Accountable care organizations (ACOs) have considerably increased their home-based care arsenals over recent years.

They’ve also diversified the types of home-based care they offer, and are finally finding ways for it to make economic sense in capitated models. That’s according to the Institute for Accountable Care (IAC), which conducted a wide-ranging study on ACOs and home-based care that was released Thursday.

Of all the home-based care programs started among ACOs, 50% were created from 2017-2019, compared to the only 26% created between 2014-2016 and 24% created in 2013 or earlier.

Furthermore, two-thirds of ACOs reported some sort of home-visit activity. A quarter of all ACOs had formal home-visit programs, another quarter provided occasional home visits and 17% were actively developing programs at the time of the study.

Source: Institute for Accountable Care

The study was conducted prior the public health emergency. Some ACOs had to scale back home-visit programs during over the last two years, but that was generally temporary.

“I think ACOs are growing more and more interested in home-based care and delivering it to their beneficiaries,” Rob Mechanic, the executive director for IAC and the study’s lead author, told Home Health Care News. “There’s been a lot of growth in the past three or four years. A lot of the programs are new. And they’re being implemented at a time when the Medicare program is shifting much quicker to mandatory risk models, so ACOs have more pressure to generate savings, not generate losses. That’s pushing them to look for more innovative care models.”

The IAC provides research, analytics, health policy analysis and performance improvement collaboratives for the ACO industry.

This is obviously not traditional home health care that ACOs are providing. Instead, it’s usually home-based primary care, home-based care coordination, transition to home, social needs care and hospital-level home care.

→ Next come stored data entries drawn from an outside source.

// =============================================================================
// Iterators
// =============================================================================

/// A consuming iterator over the value of an [`Optional`].
///
/// Yields one element if the optional was `Present`, zero if it was
/// `Absent`. Created by the [`IntoIterator`] implementation for
/// `Optional<T>`.
#[derive(Clone, Debug)]
pub struct IntoIter<T> {
    inner: Option<T>,
}

impl<T> Iterator for IntoIter<T> {
    type Item = T;

    #[inline]
    fn next(&mut self) -> Option<T> {
        self.inner.take()
    }

    #[inline]
    fn size_hint(&self) -> (usize, Option<usize>) {
        let remaining = usize::from(self.inner.is_some());
        (remaining, Some(remaining))
    }
}

impl<T> DoubleEndedIterator for IntoIter<T> {
    #[inline]
    fn next_back(&mut self) -> Option<T> {
        self.inner.take()
    }
}

impl<T> ExactSizeIterator for IntoIter<T> {}

impl<T> FusedIterator for IntoIter<T> {}

/// A borrowing iterator over the value of an [`Optional`].
///
/// Yields one reference if the optional is `Present`, zero if it is
/// `Absent`. Created by [`Optional::iter`].
#[derive(Clone, Debug)]
pub struct Iter<'a, T> {
    inner: Option<&'a T>,
}

impl<'a, T> Iterator for Iter<'a, T> {
    type Item = &'a T;

    #[inline]
    fn next(&mut self) -> Option<&'a T> {
        self.inner.take()
    }

    #[inline]
    fn size_hint(&self) -> (usize, Option<usize>) {
        let remaining = usize::from(self.inner.is_some());
        (remaining, Some(remaining))
    }
}

impl<'a, T> DoubleEndedIterator for Iter<'a, T> {
    #[inline]
    fn next_back(&mut self) -> Option<&'a T> {
        self.inner.take()
    }
}

impl<T> ExactSizeIterator for Iter<'_, T> {}

impl<T> FusedIterator for Iter<'_, T> {}

impl<T> IntoIterator for Optional<T> {
    type Item = T;
    type IntoIter = IntoIter<T>;

    /// Returns a consuming iterator yielding zero or one element.
    ///
    /// # Examples
    ///
    /// ```rust
    /// use enwrap::optional::Optional;
    ///
    /// let collected: Vec<i32> = Optional::Present(42).into_iter().collect();
    /// assert_eq!(collected, vec![42]);
    ///
    /// let collected: Vec<i32> = Optional::<i32>::Absent.into_iter().collect();
    /// assert!(collected.is_empty());
    /// ```
    #[inline]
    fn into_iter(self) -> IntoIter<T> {
        IntoIter {
            inner: self.into(),
        }
    }
}

impl<'a, T> IntoIterator for &'a Optional<T> {
    type Item = &'a T;
    type IntoIter = Iter<'a, T>;

    #[inline]
    fn into_iter(self) -> Iter<'a, T> {
        self.iter()
    }
}

// Immutable value wrappers share freely across threads.
static_assertions::assert_impl_all!(Optional<i32>: Send, Sync);
static_assertions::assert_impl_all!(Optional<String>: Send, Sync);

#[cfg(test)]
mod tests {
    use super::*;
    use rstest::rstest;

    #[rstest]
    fn test_present_construction() {
        let value: Optional<i32> = Optional::Present(42);
        assert!(value.is_present());
        assert!(!value.is_absent());
    }

    #[rstest]
    fn test_absent_construction() {
        let value: Optional<i32> = Optional::Absent;
        assert!(value.is_absent());
        assert!(!value.is_present());
    }

    #[rstest]
    fn test_option_conversion_roundtrip() {
        let some: Option<i32> = Some(42);
        let optional: Optional<i32> = some.into();
        let option: Option<i32> = optional.into();
        assert_eq!(option, Some(42));

        let none: Option<i32> = None;
        let optional: Optional<i32> = none.into();
        let option: Option<i32> = optional.into();
        assert_eq!(option, None);
    }

    #[rstest]
    fn test_debug_formatting() {
        assert_eq!(format!("{:?}", Optional::Present(42)), "Present(42)");
        assert_eq!(format!("{:?}", Optional::<i32>::Absent), "Absent");
    }
}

It’s generally provided by physicians, nurse practitioners, paramedics and community health workers, usually to people that “are medically and socially complex, who typically fall through the cracks of the health care system,” Mechanic said.

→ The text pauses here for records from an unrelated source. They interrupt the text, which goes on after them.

use chrono::{DateTime, Utc};
use serde::{Deserialize, Serialize};
use serde_with::skip_serializing_none;

use super::ids::{CharacterId, RelationshipId};

/// Kind of bond between two characters.
#[derive(Debug, Clone, Copy, PartialEq, Eq, PartialOrd, Ord, Hash, Serialize, Deserialize)]
#[serde(rename_all = "snake_case")]
pub enum RelationshipType {
    Family,
    Friendship,
    Romantic,
    Professional,
    Antagonistic,
    Mentorship,
    Other,
}

impl RelationshipType {
    pub fn as_str(&self) -> &'static str {
        match self {
            Self::Family => "family",
            Self::Friendship => "friendship",
            Self::Romantic => "romantic",
            Self::Professional => "professional",
            Self::Antagonistic => "antagonistic",
            Self::Mentorship => "mentorship",
            Self::Other => "other",
        }
    }

    /// Lenient parse for model output. Unknown labels map to `Other`.
    pub fn from_label(label: &str) -> Self {
        match label.trim().to_lowercase().as_str() {
            "family" => Self::Family,
            "friendship" | "friend" => Self::Friendship,
            "romantic" | "romance" | "love" => Self::Romantic,
            "professional" | "work" => Self::Professional,
            "antagonistic" | "rivalry" | "enemy" | "hostile" => Self::Antagonistic,
            "mentorship" | "mentor" => Self::Mentorship,
            _ => Self::Other,
        }
    }
}

/// Relationship between two characters.
///
/// Stored with a direction but undirected for connectivity: `A→B` and `B→A`
/// describe the same pair.
#[skip_serializing_none]
#[derive(Debug, Clone, PartialEq, Serialize, Deserialize)]
pub struct Relationship {
    pub id: RelationshipId,
    pub source: CharacterId,
    pub target: CharacterId,
    #[serde(rename = "type")]
    pub kind: RelationshipType,
    /// 0..=10
    pub strength: f64,
    #[serde(default)]
    pub timestamps: Vec<DateTime<Utc>>,
    pub description: Option<String>,
}

impl Relationship {
    pub fn new(
        id: impl Into<RelationshipId>,
        source: impl Into<CharacterId>,
        target: impl Into<CharacterId>,
        kind: RelationshipType,
        strength: f64,
    ) -> Self {
        Self {
            id: id.into(),
            source: source.into(),
            target: target.into(),
            kind,
            strength,
            timestamps: Vec::new(),
            description: None,
        }
    }

    pub fn with_timestamp(mut self, at: DateTime<Utc>) -> Self {
        self.timestamps.push(at);
        self
    }

    pub fn involves(&self, id: &CharacterId) -> bool {
        &self.source == id || &self.target == id
    }

    /// The endpoint opposite `id`, if `id` is an endpoint.
    pub fn other_end(&self, id: &CharacterId) -> Option<&CharacterId> {
        if &self.source == id {
            Some(&self.target)
        } else if &self.target == id {
            Some(&self.source)
        } else {
            None
        }
    }

    /// Endpoints in a direction-independent order.
    pub fn endpoint_pair(&self) -> (&CharacterId, &CharacterId) {
        if self.source <= self.target {
            (&self.source, &self.target)
        } else {
            (&self.target, &self.source)
        }
    }
}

Source: Institute for Accountable Care

“When clinicians come into the home, they see things that they just don’t see in the office,” he said. “They see how the patient lives, they get a better sense of what other factors – beyond just the medical – are influencing their life and their health. It’s super patient-centric care. My take-home point would be that ACOs have gotten really interested in, and are continuing to or beginning to, deploy home-based care in a whole variety of contexts.”

The flip side to this is that the economics of home-based care for ACOs have always been hard.

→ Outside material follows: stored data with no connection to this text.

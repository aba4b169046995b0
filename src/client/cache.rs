//! Response cache for the model client.
//!
//! Backed by a moka future cache with a fixed time-to-live. Entries also carry
//! their own `expires_at`, checked on every read, so an expired response is never
//! served even before moka's own eviction catches up.

use std::collections::hash_map::DefaultHasher;
use std::hash::{Hash, Hasher};
use std::sync::{Arc, Weak};
use std::time::Duration;

use chrono::{DateTime, Utc};
use moka::future::Cache;
use serde::Serialize;
use tokio::task::JoinHandle;

use super::types::{GenerateRequest, GenerateResponse, ModelId, DEFAULT_MAX_TOKENS, DEFAULT_TEMPERATURE};
use crate::utils::text::truncate_chars;

const PROMPT_KEY_CHARS: usize = 500;
const CONTEXT_KEY_CHARS: usize = 200;
const SYSTEM_KEY_CHARS: usize = 200;

/// Deterministic hash of a request's shape.
#[derive(Debug, Clone, Copy, PartialEq, Eq, Hash)]
pub struct CacheKey(u64);

#[derive(Hash)]
struct KeyShape<'a> {
    model: &'a str,
    prompt: &'a str,
    context: Option<&'a str>,
    system_instruction: Option<&'a str>,
    temperature_bits: u32,
    max_tokens: u32,
}

impl CacheKey {
    /// Key over model, text prefixes, temperature and max tokens.
    pub fn for_request(model: ModelId, request: &GenerateRequest) -> Self {
        let shape = KeyShape {
            model: model.as_str(),
            prompt: truncate_chars(&request.prompt, PROMPT_KEY_CHARS),
            context: request
                .context
                .as_deref()
                .map(|c| truncate_chars(c, CONTEXT_KEY_CHARS)),
            system_instruction: request
                .system_instruction
                .as_deref()
                .map(|s| truncate_chars(s, SYSTEM_KEY_CHARS)),
            temperature_bits: request.temperature.unwrap_or(DEFAULT_TEMPERATURE).to_bits(),
            max_tokens: request.max_tokens.unwrap_or(DEFAULT_MAX_TOKENS),
        };
        let mut hasher = DefaultHasher::new();
        shape.hash(&mut hasher);
        CacheKey(hasher.finish())
    }

    pub fn value(&self) -> u64 {
        self.0
    }
}

#[derive(Debug, Clone)]
pub struct CacheEntry {
    pub response: GenerateResponse,
    pub stored_at: DateTime<Utc>,
    pub expires_at: DateTime<Utc>,
}

#[derive(Debug, Clone, Default, PartialEq, Serialize)]
pub struct CacheStats {
    pub size: u64,
    pub oldest_entry: Option<DateTime<Utc>>,
    pub newest_entry: Option<DateTime<Utc>>,
}

pub struct ResponseCache {
    entries: Cache<CacheKey, CacheEntry>,
    ttl: Duration,
}

impl ResponseCache {
    pub fn new(ttl: Duration, max_capacity: u64) -> Self {
        let entries = Cache::builder()
            .max_capacity(max_capacity)
            .time_to_live(ttl)
            .build();
        Self { entries, ttl }
    }

    pub fn ttl(&self) -> Duration {
        self.ttl
    }

    /// Cached response for `key`, marked `cached = true`, unless it has expired.
    pub async fn get(&self, key: &CacheKey) -> Option<GenerateResponse> {
        let entry = self.entries.get(key).await?;
        if Utc::now() > entry.expires_at {
            self.entries.invalidate(key).await;
            return None;
        }
        let mut response = entry.response;
        response.metadata.cached = true;
        Some(response)
    }

    pub async fn insert(&self, key: CacheKey, response: GenerateResponse) {
        let stored_at = Utc::now();
        let ttl = chrono::Duration::from_std(self.ttl).unwrap_or(chrono::Duration::MAX);
        let entry = CacheEntry {
            response,
            stored_at,
            expires_at: stored_at.checked_add_signed(ttl).unwrap_or(DateTime::<Utc>::MAX_UTC),
        };
        self.entries.insert(key, entry).await;
    }

    pub async fn clear(&self) {
        self.entries.invalidate_all();
        self.entries.run_pending_tasks().await;
    }

    /// Remove expired entries. Returns how many were dropped.
    pub async fn sweep(&self) -> usize {
        let now = Utc::now();
        let expired: Vec<CacheKey> = self
            .entries
            .iter()
            .filter(|(_, entry)| now > entry.expires_at)
            .map(|(key, _)| *key)
            .collect();
        for key in &expired {
            self.entries.invalidate(key).await;
        }
        self.entries.run_pending_tasks().await;
        expired.len()
    }

    pub async fn stats(&self) -> CacheStats {
        self.entries.run_pending_tasks().await;
        let mut stats = CacheStats::default();
        for (_, entry) in self.entries.iter() {
            stats.size += 1;
            stats.oldest_entry = Some(match stats.oldest_entry {
                Some(t) if t <= entry.stored_at => t,
                _ => entry.stored_at,
            });
            stats.newest_entry = Some(match stats.newest_entry {
                Some(t) if t >= entry.stored_at => t,
                _ => entry.stored_at,
            });
        }
        stats
    }

    /// Periodically sweep expired entries. The task ends once the cache is dropped.
    pub fn spawn_sweeper(self: &Arc<Self>, every: Duration) -> JoinHandle<()> {
        let weak: Weak<Self> = Arc::downgrade(self);
        tokio::spawn(async move {
            let mut ticker = tokio::time::interval(every);
            ticker.tick().await;
            loop {
                ticker.tick().await;
                let Some(cache) = weak.upgrade() else {
                    break;
                };
                let removed = cache.sweep().await;
                if removed > 0 {
                    tracing::info!("Cache cleanup: removed {} expired entries", removed);
                }
            }
        })
    }
}

#[cfg(test)]
mod tests {
    use super::*;
    use crate::client::types::{ResponseMetadata, Usage};

    fn response(content: &str) -> GenerateResponse {
        GenerateResponse {
            model: ModelId::Flash,
            content: content.to_string(),
            structured: None,
            usage: Usage::default(),
            metadata: ResponseMetadata {
                timestamp: Utc::now(),
                latency: 12,
                cached: false,
                retry_count: 0,
            },
        }
    }

    #[test]
    fn test_cache_key_is_deterministic() {
        let req = GenerateRequest::new("Summarize act one").with_context("ctx");
        assert_eq!(
            CacheKey::for_request(ModelId::Pro, &req),
            CacheKey::for_request(ModelId::Pro, &req.clone())
        );
    }

    #[test]
    fn test_cache_key_varies_with_shape() {
        let base = GenerateRequest::new("Summarize act one");
        let key = CacheKey::for_request(ModelId::Pro, &base);
        assert_ne!(key, CacheKey::for_request(ModelId::Flash, &base));
        assert_ne!(
            key,
            CacheKey::for_request(ModelId::Pro, &base.clone().with_temperature(0.2))
        );
        assert_ne!(
            key,
            CacheKey::for_request(ModelId::Pro, &base.clone().with_max_tokens(100))
        );
        assert_ne!(
            key,
            CacheKey::for_request(ModelId::Pro, &base.clone().with_system("sys"))
        );
    }

    #[test]
    fn test_cache_key_only_sees_prompt_prefix() {
        let prefix = "x".repeat(PROMPT_KEY_CHARS);
        let a = GenerateRequest::new(format!("{prefix}tail one"));
        let b = GenerateRequest::new(format!("{prefix}tail two"));
        assert_eq!(
            CacheKey::for_request(ModelId::Pro, &a),
            CacheKey::for_request(ModelId::Pro, &b)
        );

        let c = GenerateRequest::new(format!("y{}", &prefix[1..]));
        assert_ne!(
            CacheKey::for_request(ModelId::Pro, &a),
            CacheKey::for_request(ModelId::Pro, &c)
        );
    }

    #[tokio::test]
    async fn test_get_marks_cached_and_returns_latest_value() {
        let cache = ResponseCache::new(Duration::from_secs(60), 100);
        let key = CacheKey::for_request(ModelId::Flash, &GenerateRequest::new("p"));
        cache.insert(key, response("first")).await;
        cache.insert(key, response("second")).await;

        let hit = cache.get(&key).await.unwrap();
        assert_eq!(hit.content, "second");
        assert!(hit.metadata.cached);
    }

    #[tokio::test]
    async fn test_expired_entries_are_not_served() {
        let cache = ResponseCache::new(Duration::from_millis(40), 100);
        let key = CacheKey::for_request(ModelId::Flash, &GenerateRequest::new("p"));
        cache.insert(key, response("soon gone")).await;
        assert!(cache.get(&key).await.is_some());

        tokio::time::sleep(Duration::from_millis(80)).await;
        assert!(cache.get(&key).await.is_none());
    }

    #[tokio::test]
    async fn test_stats_and_clear() {
        let cache = ResponseCache::new(Duration::from_secs(60), 100);
        assert_eq!(cache.stats().await, CacheStats::default());

        for prompt in ["a", "b", "c"] {
            let key = CacheKey::for_request(ModelId::Flash, &GenerateRequest::new(prompt));
            cache.insert(key, response(prompt)).await;
        }
        let stats = cache.stats().await;
        assert_eq!(stats.size, 3);
        assert!(stats.oldest_entry.unwrap() <= stats.newest_entry.unwrap());

        cache.clear().await;
        assert_eq!(cache.stats().await.size, 0);
    }
}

Conducting home visits versus office visits for primary care, for instance, naturally take more time. It’s impossible to deliver the same volume of visits, and the corresponding reimbursement doesn’t account for that.

“They do get a higher rate for providing care in the home,” Mechanic said. “But it’s not enough to make up for all the travel time. And so the economics of it are tricky.”

To some extent, most providers still find the trade-off worth it – especially when these home-based care visits are generating savings.

In order to keep up the home-based momentum for ACOs, the IAC and Mechanic make a few policy recommendations:

– Expand home-visit waivers to the Medicare Shared Savings Program (MSSP) ACOs taking downside risk

– Expand the hospital-at-home waiver to independent medical groups

– Allow for payment for telehealth in conjunction with home-based primary care services on a permanent basis

“The research that we have shows that these programs are really effective in reducing unnecessary care, reducing hospitalizations and emergency visits and saving money for complex patients,” Mechanic said. “The problem is the economic model of shared savings programs. If your ACO doesn’t hit the thresholds to earn share savings, the program can save money, but the ACO doesn’t get rewarded for it.”

If Mechanic could choose only one recommendation to come to fruition, it would be the creation of a payment mechanism for ACO home visits when there’s downside risk involved.

“I would create a payment mechanism for home visits,” he said. “And the government’s protected if the provider is bearing significant downside risk. And so I think that they should move that back into the Medicare Shared Savings Program.”